The median age in the town was 47.5 years. 17.8% of residents were under the age of 18; 4.9% were between the ages of 18 and 24; 23% were from 25 to 44; 38.3% were from 45 to 64; and 16.1% were 65 years of age or older. The gender makeup of the town was 49.9% male and 50.1% female.

===2000 census===
As of the census of 2000, there were 882 people, 355 households, and 237 families living in the town. The population density was 22.7 people per square mile (8.8/km^{2}). There were 421 housing units at an average density of 10.8 per square mile (4.2/km^{2}). The racial makeup of the town was 98.87% White, 0.11% African American, 0.11% Native American, 0.11% Asian, 0.11% from other races, and 0.68% from two or more races. Hispanic or Latino of any race were 0.57% of the population.

There were 355 households, out of which 31.8% had children under the age of 18 living with them, 55.2% were married couples living together, 8.5% had a female householder with no husband present, and 33.0% were non-families. 22.8% of all households were made up of individuals, and 7.9% had someone living alone who was 65 years of age or older. The average household size was 2.48 and the average family size was 2.95.

In the town, the population was spread out, with 25.6% under the age of 18, 5.4% from 18 to 24, 29.1% from 25 to 44, 28.3% from 45 to 64, and 11.5% who were 65 years of age or older. The median age was 40 years. For every 100 females, there were 100.9 males. For every 100 females age 18 and over, there were 101.2 males.

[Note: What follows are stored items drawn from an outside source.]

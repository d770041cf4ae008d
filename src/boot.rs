//! Wiring of a configured run: identifier registry, frozen graph, measure
//! plan and batch processor.

use std::sync::Arc;

use tracing::info;

use crate::batch::{BatchQueryProcessor, BatchResult};
use crate::config::Config;
use crate::measures::{MeasurePlan, MeasureRegistry, SimilarityEngine};
use crate::ontology::{load_graph, AncestryCache, Graph, IdentifierRegistry};
use crate::Result;

/// Everything a batch needs, built once from a [`Config`].
pub struct Session {
    pub registry: Arc<IdentifierRegistry>,
    pub graph: Arc<Graph>,
    pub engine: Arc<SimilarityEngine>,
    pub processor: BatchQueryProcessor,
}

impl Session {
    /// Builds a session with the built in measure table.
    ///
    /// # Errors
    ///
    /// See [`Session::with_measures`].
    pub fn from_config(config: &Config) -> Result<Self> {
        Self::with_measures(config, &MeasureRegistry::default())
    }

    /// Builds a session resolving measure flags against `measures`.
    ///
    /// # Errors
    ///
    /// Fails on an invalid graph name, a loader failure, an unresolved
    /// measure or invalid batch settings. Nothing is scored before every
    /// check passed.
    pub fn with_measures(config: &Config, measures: &MeasureRegistry) -> Result<Self> {
        let registry = Arc::new(config.registry());
        let plan = MeasurePlan::resolve(&config.measures, &config.ic, measures)?;
        let name = registry.resolve(&config.graph.name, true)?;
        let graph = Arc::new(load_graph(&name, &config.graph.sources, &registry)?);
        let ancestry = Arc::new(AncestryCache::new(Arc::clone(&graph)));
        let engine = Arc::new(SimilarityEngine::new(ancestry, plan));
        let processor = BatchQueryProcessor::new(
            Arc::clone(&engine),
            Arc::clone(&registry),
            config.batch.clone(),
        )?;
        Ok(Self {
            registry,
            graph,
            engine,
            processor,
        })
    }

    /// Reads the configured queries and scores them.
    ///
    /// # Errors
    ///
    /// Propagates query reading and batch failures.
    pub async fn run(&self, config: &Config) -> Result<BatchResult> {
        let entries = config.queries.read()?;
        info!(path = %config.queries.path.display(), entries = entries.len(), "queries_loaded");
        self.processor.run(entries).await
    }
}
use std::collections::{BTreeSet, HashMap, HashSet};

use serde::{Deserialize, Serialize};

use super::value_objects::Identifier;

/// Immutable statement `source --predicate--> target`.
#[derive(Clone, Debug, PartialEq, Eq, Hash)]
pub struct Edge {
    source: Identifier,
    predicate: Identifier,
    target: Identifier,
}

impl Edge {
    /// Creates the statement `source --predicate--> target`.
    #[must_use]
    pub fn new(source: Identifier, predicate: Identifier, target: Identifier) -> Self {
        Self {
            source,
            predicate,
            target,
        }
    }

    /// Returns the vertex the edge leaves from.
    #[must_use]
    pub fn source(&self) -> &Identifier {
        &self.source
    }

    /// Returns the predicate typing the edge.
    #[must_use]
    pub fn predicate(&self) -> &Identifier {
        &self.predicate
    }

    /// Returns the vertex the edge points to.
    #[must_use]
    pub fn target(&self) -> &Identifier {
        &self.target
    }
}

/// Selects which incident edges of a vertex a query considers.
#[derive(Copy, Clone, Debug, PartialEq, Eq, Hash, Serialize, Deserialize)]
#[serde(rename_all = "snake_case")]
pub enum Direction {
    /// Edges whose source is the vertex.
    Out,
    /// Edges whose target is the vertex.
    In,
    /// Both of the above.
    Both,
}

impl Direction {
    /// Whether outgoing edges are considered.
    #[must_use]
    pub fn includes_out(self) -> bool {
        matches!(self, Self::Out | Self::Both)
    }

    /// Whether incoming edges are considered.
    #[must_use]
    pub fn includes_in(self) -> bool {
        matches!(self, Self::In | Self::Both)
    }
}

/// Directed multigraph of identifiers and typed edges.
///
/// A graph is mutable only while a loader populates it. Once loading is
/// done it is frozen behind an `Arc<Graph>` and every read path is lock free.
/// Identical triples collapse into one edge.
#[derive(Clone, Debug)]
pub struct Graph {
    name: Identifier,
    vertices: HashSet<Identifier>,
    edges: Vec<Edge>,
    statements: HashSet<Edge>,
    by_predicate: HashMap<Identifier, Vec<usize>>,
    outgoing: HashMap<Identifier, Vec<usize>>,
    incoming: HashMap<Identifier, Vec<usize>>,
}

impl Graph {
    /// Creates an empty graph named by `name`.
    #[must_use]
    pub fn new(name: Identifier) -> Self {
        Self {
            name,
            vertices: HashSet::new(),
            edges: Vec::new(),
            statements: HashSet::new(),
            by_predicate: HashMap::new(),
            outgoing: HashMap::new(),
            incoming: HashMap::new(),
        }
    }

    /// Returns the identifier naming the graph.
    #[must_use]
    pub fn name(&self) -> &Identifier {
        &self.name
    }

    /// Adds an isolated vertex. Returns `false` when it was already present.
    pub fn add_vertex(&mut self, vertex: Identifier) -> bool {
        self.vertices.insert(vertex)
    }

    /// Adds an edge, registering its endpoints as vertices.
    ///
    /// Returns `false` when the same triple was already present.
    pub fn add_edge(&mut self, edge: Edge) -> bool {
        if self.statements.contains(&edge) {
            return false;
        }
        let index = self.edges.len();
        self.vertices.insert(edge.source.clone());
        self.vertices.insert(edge.target.clone());
        self.by_predicate
            .entry(edge.predicate.clone())
            .or_default()
            .push(index);
        self.outgoing
            .entry(edge.source.clone())
            .or_default()
            .push(index);
        self.incoming
            .entry(edge.target.clone())
            .or_default()
            .push(index);
        self.statements.insert(edge.clone());
        self.edges.push(edge);
        true
    }

    /// Shorthand for [`Self::add_edge`].
    pub fn add_statement(
        &mut self,
        source: Identifier,
        predicate: Identifier,
        target: Identifier,
    ) -> bool {
        self.add_edge(Edge::new(source, predicate, target))
    }

    /// Whether `vertex` is the endpoint of an edge or was added on its own.
    #[must_use]
    pub fn contains_vertex(&self, vertex: &Identifier) -> bool {
        self.vertices.contains(vertex)
    }

    /// Returns every vertex, in no particular order.
    pub fn vertices(&self) -> impl Iterator<Item = &Identifier> {
        self.vertices.iter()
    }

    /// Returns every vertex in lexical order.
    #[must_use]
    pub fn sorted_vertices(&self) -> BTreeSet<Identifier> {
        self.vertices.iter().cloned().collect()
    }

    /// Returns every edge in insertion order.
    #[must_use]
    pub fn edges(&self) -> &[Edge] {
        &self.edges
    }

    /// Returns the edges typed by `predicate`, in insertion order.
    pub fn edges_of_type<'a>(&'a self, predicate: &str) -> impl Iterator<Item = &'a Edge> + 'a {
        self.indexed(self.by_predicate.get(predicate))
    }

    /// Returns the edges incident to `vertex` in the requested direction.
    ///
    /// For [`Direction::Both`] outgoing edges come first.
    pub fn incident_edges<'a>(
        &'a self,
        vertex: &str,
        direction: Direction,
    ) -> impl Iterator<Item = &'a Edge> + 'a {
        let outgoing = direction
            .includes_out()
            .then(|| self.indexed(self.outgoing.get(vertex)));
        let incoming = direction
            .includes_in()
            .then(|| self.indexed(self.incoming.get(vertex)));
        outgoing
            .into_iter()
            .flatten()
            .chain(incoming.into_iter().flatten())
    }

    /// Returns the number of distinct vertices.
    #[must_use]
    pub fn vertex_count(&self) -> usize {
        self.vertices.len()
    }

    /// Returns the number of distinct edges.
    #[must_use]
    pub fn edge_count(&self) -> usize {
        self.edges.len()
    }

    fn indexed<'a>(&'a self, indices: Option<&'a Vec<usize>>) -> impl Iterator<Item = &'a Edge> + 'a {
        indices
            .into_iter()
            .flatten()
            .map(move |index| &self.edges[*index])
    }
}

#[cfg(test)]
mod tests {
    use super::{Direction, Edge, Graph};
    use crate::ontology::value_objects::Identifier;

    fn id(text: &str) -> Identifier {
        Identifier::new(format!("http://example.org/{text}")).expect("valid identifier")
    }

    #[test]
    fn duplicate_statements_collapse() {
        let mut graph = Graph::new(id("g"));
        assert!(graph.add_statement(id("a"), id("p"), id("b")));
        assert!(!graph.add_statement(id("a"), id("p"), id("b")));
        assert_eq!(graph.edge_count(), 1);
        assert_eq!(graph.vertex_count(), 2);
        assert!(!graph.contains_vertex(&id("p")));
    }

    #[test]
    fn incident_edges_follow_direction() {
        let mut graph = Graph::new(id("g"));
        graph.add_statement(id("a"), id("p"), id("b"));
        graph.add_statement(id("c"), id("q"), id("a"));

        let out: Vec<&Edge> = graph.incident_edges(id("a").as_str(), Direction::Out).collect();
        assert_eq!(out.len(), 1);
        assert_eq!(out[0].target(), &id("b"));

        let inc: Vec<&Edge> = graph.incident_edges(id("a").as_str(), Direction::In).collect();
        assert_eq!(inc.len(), 1);
        assert_eq!(inc[0].source(), &id("c"));

        assert_eq!(
            graph.incident_edges(id("a").as_str(), Direction::Both).count(),
            2
        );
        assert_eq!(graph.edges_of_type(id("q").as_str()).count(), 1);
        assert_eq!(graph.edges_of_type(id("missing").as_str()).count(), 0);
    }
}
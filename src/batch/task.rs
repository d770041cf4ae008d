//! Per chunk query processing.
//!
//! Every row goes through resolve, presence check, annotation check, scoring
//! and emission. The first fatal condition aborts the chunk; rows emitted
//! before it are dropped with the rest of the chunk buffer.

use std::fmt::Write as _;

use tracing::info;

use super::{BatchMode, DisplayMode, QueryEntry, QueryPolicy, TaskContext};
use crate::measures::ensure_finite;
use crate::ontology::Identifier;
use crate::{Error, Result};

/// What a chunk produced when every row went through.
#[derive(Debug, Default)]
pub(super) struct TaskOutcome {
    pub buffer: String,
    pub substituted: u64,
    pub skipped: u64,
    pub rows: u64,
}

/// Fatal condition raised while processing row `row` of a chunk.
#[derive(Debug)]
pub(super) struct TaskFailure {
    pub row: usize,
    pub error: Error,
}

/// Which check triggered a policy.
#[derive(Copy, Clone, Debug)]
enum Check {
    NotFound,
    NoAnnotation,
}

pub(super) fn run(context: &TaskContext, entries: &[QueryEntry]) -> std::result::Result<TaskOutcome, TaskFailure> {
    let mut outcome = TaskOutcome::default();
    for (row, entry) in entries.iter().enumerate() {
        process(context, entry, &mut outcome).map_err(|error| TaskFailure { row, error })?;
    }
    Ok(outcome)
}

fn process(context: &TaskContext, entry: &QueryEntry, outcome: &mut TaskOutcome) -> Result<()> {
    let settings = &context.settings;
    let first = context.registry.resolve(&entry.first, settings.expand_prefixes)?;
    let second = context.registry.resolve(&entry.second, settings.expand_prefixes)?;

    let graph = context.engine.ancestry().graph();
    let has_first = graph.contains_vertex(&first);
    let has_second = graph.contains_vertex(&second);
    if !has_first || !has_second {
        if !settings.quiet {
            info!(
                first = %first,
                first_found = has_first,
                second = %second,
                second_found = has_second,
                "query_entity_not_found"
            );
        }
        return apply_policy(context, Check::NotFound, entry, &first, &second, outcome, || {
            Error::NotFound {
                entity: if has_first { second.clone() } else { first.clone() },
                graph: graph.name().clone(),
            }
        });
    }

    let mut line = context.label(entry, &first, &second);
    match settings.mode {
        BatchMode::ConceptToConcept => {
            for measure in context.engine.plan().pairwise() {
                let value = context.engine.score_pairwise(measure, &first, &second);
                let value = ensure_finite(value, &measure.config.id, None, &first, &second)?;
                write!(line, "\t{value}").map_err(Error::wrap)?;
            }
        }
        BatchMode::EntityToEntity => {
            let ancestry = context.engine.ancestry();
            let first_classes = ancestry.direct_classes(&first);
            let second_classes = ancestry.direct_classes(&second);
            if first_classes.is_empty() || second_classes.is_empty() {
                if !settings.quiet {
                    info!(
                        first = %first,
                        first_classes = first_classes.len(),
                        second = %second,
                        second_classes = second_classes.len(),
                        "query_entity_without_annotation"
                    );
                }
                return apply_policy(context, Check::NoAnnotation, entry, &first, &second, outcome, || {
                    Error::NoAnnotation {
                        first: first.clone(),
                        first_classes: first_classes.len(),
                        second: second.clone(),
                        second_classes: second_classes.len(),
                    }
                });
            }
            for measure in context.engine.plan().groupwise() {
                let value = context
                    .engine
                    .score_groupwise(measure, &first_classes, &second_classes);
                let value = ensure_finite(
                    value,
                    &measure.config().id,
                    measure.pairwise_id(),
                    &first,
                    &second,
                )?;
                write!(line, "\t{value}").map_err(Error::wrap)?;
            }
        }
    }
    line.push('\n');
    outcome.buffer.push_str(&line);
    outcome.rows += 1;
    Ok(())
}

fn apply_policy(
    context: &TaskContext,
    check: Check,
    entry: &QueryEntry,
    first: &Identifier,
    second: &Identifier,
    outcome: &mut TaskOutcome,
    stop: impl FnOnce() -> Error,
) -> Result<()> {
    let policy = match check {
        Check::NotFound => context.settings.not_found,
        Check::NoAnnotation => context.settings.no_annotation,
    };
    match policy {
        QueryPolicy::Set { score } => {
            let mut line = context.label(entry, first, second);
            for _ in 0..context.columns() {
                write!(line, "\t{score}").map_err(Error::wrap)?;
            }
            line.push('\n');
            outcome.buffer.push_str(&line);
            outcome.substituted += 1;
            outcome.rows += 1;
            Ok(())
        }
        QueryPolicy::Exclude => {
            outcome.skipped += 1;
            Ok(())
        }
        QueryPolicy::Stop => Err(stop()),
    }
}

impl TaskContext {
    /// The two leading columns of a row.
    fn label(&self, entry: &QueryEntry, first: &Identifier, second: &Identifier) -> String {
        match self.settings.display {
            DisplayMode::Short => format!(
                "{}\t{}",
                self.registry.shorten(first),
                self.registry.shorten(second)
            ),
            DisplayMode::Raw => format!("{}\t{}", entry.first, entry.second),
            DisplayMode::LocalName => format!("{}\t{}", first.local_name(), second.local_name()),
        }
    }
}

The median income for a household in the town was $32,250, and the median income for a family was $39,375. Males had a median income of $27,500 versus $22,212 for females. The per capita income for the town was $15,200. About 15.6% of families and 17.5% of the population were below the poverty line, including 18.9% of those under age 18 and 12.2% of those age 65 or over.